Output every record word for word.

(EXTRACTED MATERIAL begins)

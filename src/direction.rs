use crate::game::Status;
use crate::snake::Direction;

use thiserror::Error;

#[derive(Debug, Copy, Clone, PartialEq, Eq, Error)]
pub enum TurnRejected {
    #[error("a turn was already taken this tick")]
    AlreadyTurned,
    #[error("cannot reverse onto the body")]
    Reversal,
    #[error("the game is not running")]
    NotRunning,
}

/// Committed heading plus the one-turn-per-tick latch.
#[derive(Debug, Copy, Clone, PartialEq, Eq)]
pub struct DirectionController {
    heading: Direction,
    turned: bool,
}

impl DirectionController {
    pub fn new(heading: Direction) -> Self {
        DirectionController { heading, turned: false }
    }

    pub fn heading(&self) -> Direction {
        self.heading
    }

    pub fn has_turned(&self) -> bool {
        self.turned
    }

    /// Commits `direction` right away. Asking for the current heading also
    /// counts as this tick's turn.
    pub fn request_turn(&mut self, direction: Direction, status: Status) -> Result<(), TurnRejected> {
        if self.turned {
            return Err(TurnRejected::AlreadyTurned);
        }
        if status != Status::Running {
            return Err(TurnRejected::NotRunning);
        }
        if direction.is_opposite(self.heading) {
            return Err(TurnRejected::Reversal);
        }

        self.heading = direction;
        self.turned = true;
        Ok(())
    }

    pub fn clear_tick_flag(&mut self) {
        self.turned = false;
    }
}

(EXTRACTED MATERIAL ends)

■ YOUR RESPONSE ■
filename src/direction.rs
use crate::game::Status;
use crate::snake::Direction;

use thiserror::Error;

#[derive(Debug, Copy, Clone, PartialEq, Eq, Error)]
pub enum TurnRejected {
    #[error("a turn was already taken this tick")]
    AlreadyTurned,
    #[error("cannot reverse onto the body")]
    Reversal,
    #[error("the game is not running")]
    NotRunning,
}

/// Committed heading plus the one-turn-per-tick latch.
#[derive(Debug, Copy, Clone, PartialEq, Eq)]
pub struct DirectionController {
    heading: Direction,
    turned: bool,
}

impl DirectionController {
    pub fn new(heading: Direction) -> Self {
        DirectionController { heading, turned: false }
    }

    pub fn heading(&self) -> Direction {
        self.heading
    }

    pub fn has_turned(&self) -> bool {
        self.turned
    }

    /// Commits `direction` right away. Asking for the current heading also
    /// counts as this tick's turn.
    pub fn request_turn(&mut self, direction: Direction, status: Status) -> Result<(), TurnRejected> {
        if self.turned {
            return Err(TurnRejected::AlreadyTurned);
        }
        if status != Status::Running {
            return Err(TurnRejected::NotRunning);
        }
        if direction.is_opposite(self.heading) {
            return Err(TurnRejected::Reversal);
        }

        self.heading = direction;
        self.turned = true;
        Ok(())
    }

    pub fn clear_tick_flag(&mut self) {
        self.turned = false;
    }
}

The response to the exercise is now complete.